Top of INFORMATION
// =====================================================================================
// METRICS CELL MODELS
// =====================================================================================

use std::collections::BTreeMap;
use std::fmt;

use hdrhistogram::Histogram;
use serde::{Deserialize, Serialize};

#[derive(Debug, Clone, Copy, PartialEq, Eq, Hash, PartialOrd, Ord, Serialize, Deserialize)]
#[serde(rename_all = "snake_case")]
pub enum Channel {
    /// Latency of every journey step, in milliseconds.
    ApiLatency,
    /// Goose's response times for the same requests.
    HttpReqDuration,
    LoginSuccess,
    ConsultationSuccess,
    PaymentSuccess,
    /// Transport error or status >= 400 on any request.
    HttpReqFailed,
}

#[derive(Debug, Clone, Copy, PartialEq, Eq, Serialize)]
pub enum ChannelKind {
    Trend,
    Rate,
}

impl Channel {
    pub const ALL: [Channel; 6] = [
        Channel::ApiLatency,
        Channel::HttpReqDuration,
        Channel::LoginSuccess,
        Channel::ConsultationSuccess,
        Channel::PaymentSuccess,
        Channel::HttpReqFailed,
    ];

    pub fn name(&self) -> &'static str {
        match self {
            Channel::ApiLatency => "api_latency",
            Channel::HttpReqDuration => "http_req_duration",
            Channel::LoginSuccess => "login_success",
            Channel::ConsultationSuccess => "consultation_success",
            Channel::PaymentSuccess => "payment_success",
            Channel::HttpReqFailed => "http_req_failed",
        }
    }

    pub fn kind(&self) -> ChannelKind {
        match self {
            Channel::ApiLatency | Channel::HttpReqDuration => ChannelKind::Trend,
            _ => ChannelKind::Rate,
        }
    }

    pub fn from_name(name: &str) -> Option<Self> {
        Self::ALL.into_iter().find(|c| c.name() == name)
    }
}

impl fmt::Display for Channel {
    fn fmt(&self, f: &mut fmt::Formatter<'_>) -> fmt::Result {
        f.write_str(self.name())
    }
}

/// Histograms hold microseconds; everything reported is milliseconds.
pub(crate) fn to_ms(micros: u64) -> f64 {
    micros as f64 / 1000.0
}

#[derive(Debug, Clone, Default, PartialEq, Serialize, Deserialize)]
pub struct TrendStats {
    pub count: u64,
    pub avg: f64,
    pub min: f64,
    pub med: f64,
    pub max: f64,
    pub p90: f64,
    pub p95: f64,
    pub p99: f64,
}

impl TrendStats {
    pub fn from_histogram(histogram: &Histogram<u64>) -> Self {
        if histogram.len() == 0 {
            return Self::default();
        }

        Self {
            count: histogram.len(),
            avg: histogram.mean() / 1000.0,
            min: to_ms(histogram.min()),
            med: to_ms(histogram.value_at_quantile(0.50)),
            max: to_ms(histogram.max()),
            p90: to_ms(histogram.value_at_quantile(0.90)),
            p95: to_ms(histogram.value_at_quantile(0.95)),
            p99: to_ms(histogram.value_at_quantile(0.99)),
        }
    }
}

#[derive(Debug, Clone, Default, PartialEq, Serialize, Deserialize)]
pub struct RateStats {
    pub passes: u64,
    pub fails: u64,
    pub rate: f64,
}

impl RateStats {
    pub fn new(passes: u64, fails: u64) -> Self {
        let total = passes + fails;
        Self {
            passes,
            fails,
            rate: if total > 0 { passes as f64 / total as f64 } else { 0.0 },
        }
    }

    pub fn total(&self) -> u64 {
        self.passes + self.fails
    }
}

#[derive(Debug, Clone, PartialEq, Serialize, Deserialize)]
pub struct CheckStats {
    pub name: String,
    pub passes: u64,
    pub fails: u64,
}

impl CheckStats {
    pub fn pass_rate(&self) -> f64 {
        let total = self.passes + self.fails;
        if total == 0 {
            0.0
        } else {
            self.passes as f64 / total as f64
        }
    }
}

#[derive(Debug, Clone, PartialEq, Serialize, Deserialize)]
pub struct ThresholdResult {
    pub metric: String,
    pub expression: String,
    /// `None` when the metric received no samples during the run.
    pub observed: Option<f64>,
    pub passed: bool,
}

#[derive(Debug, Clone, Serialize, Deserialize)]
pub struct MetricsSnapshot {
    pub generated_at: chrono::DateTime<chrono::Utc>,
    pub duration_secs: f64,
    pub iterations: u64,
    pub vus_max: u32,
    pub http_reqs: u64,
    pub trends: BTreeMap<String, TrendStats>,
    pub rates: BTreeMap<String, RateStats>,
    pub checks: Vec<CheckStats>,
    #[serde(default)]
    pub thresholds: Vec<ThresholdResult>,
    /// Full distributions behind `trends`, kept for threshold evaluation.
    #[serde(skip)]
    pub histograms: BTreeMap<String, Histogram<u64>>,
}

impl MetricsSnapshot {
    pub fn trend(&self, channel: Channel) -> Option<&TrendStats> {
        self.trends.get(channel.name())
    }

    pub fn histogram(&self, channel: Channel) -> Option<&Histogram<u64>> {
        self.histograms.get(channel.name())
    }

    pub fn rate(&self, channel: Channel) -> Option<&RateStats> {
        self.rates.get(channel.name())
    }

    pub fn checks_passed(&self) -> u64 {
        self.checks.iter().map(|c| c.passes).sum()
    }

    pub fn checks_failed(&self) -> u64 {
        self.checks.iter().map(|c| c.fails).sum()
    }

    pub fn thresholds_passed(&self) -> bool {
        self.thresholds.iter().all(|t| t.passed)
    }

    pub fn requests_per_second(&self) -> f64 {
        if self.duration_secs > 0.0 {
            self.http_reqs as f64 / self.duration_secs
        } else {
            0.0
        }
    }
}

#[cfg(test)]
mod tests {
    use super::*;
    use crate::services::latency::latency_histogram;

    fn histogram_of(millis: impl IntoIterator<Item = u64>) -> Histogram<u64> {
        let mut histogram = latency_histogram().unwrap();
        for ms in millis {
            histogram.saturating_record(ms * 1000);
        }
        histogram
    }

    fn close(actual: f64, expected: f64) -> bool {
        (actual - expected).abs() <= expected * 0.001 + 0.001
    }

    #[test]
    fn test_trend_stats_percentiles() {
        let stats = TrendStats::from_histogram(&histogram_of(1..=100));

        assert_eq!(stats.count, 100);
        assert!(close(stats.min, 1.0), "min {}", stats.min);
        assert!(close(stats.max, 100.0), "max {}", stats.max);
        assert!(close(stats.avg, 50.5), "avg {}", stats.avg);
        assert!(close(stats.p95, 95.0), "p95 {}", stats.p95);
        assert!(close(stats.p99, 99.0), "p99 {}", stats.p99);
    }

    #[test]
    fn test_trend_stats_unsorted_input() {
        let stats = TrendStats::from_histogram(&histogram_of([300, 100, 200]));
        assert!(close(stats.min, 100.0));
        assert!(close(stats.med, 200.0));
        assert!(close(stats.max, 300.0));
    }

    #[test]
    fn test_empty_trend_is_zeroed() {
        assert_eq!(TrendStats::from_histogram(&histogram_of([])), TrendStats::default());
    }

    #[test]
    fn test_rate_stats() {
        let rate = RateStats::new(3, 1);
        assert_eq!(rate.total(), 4);
        assert!((rate.rate - 0.75).abs() < f64::EPSILON);
        assert_eq!(RateStats::new(0, 0).rate, 0.0);
    }

    #[test]
    fn test_channel_names_round_trip() {
        for channel in Channel::ALL {
            assert_eq!(Channel::from_name(channel.name()), Some(channel));
        }
        assert_eq!(Channel::from_name("nope"), None);
        assert_eq!(Channel::ApiLatency.kind(), ChannelKind::Trend);
        assert_eq!(Channel::HttpReqDuration.kind(), ChannelKind::Trend);
        assert_eq!(Channel::PaymentSuccess.kind(), ChannelKind::Rate);
    }
}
Bottom of INFORMATION
=== AIM OF THE TASK ===
Examine each line of the records above and tally those with the string "actual". State the total alone.

=== THE COMPLETED TASK ===
2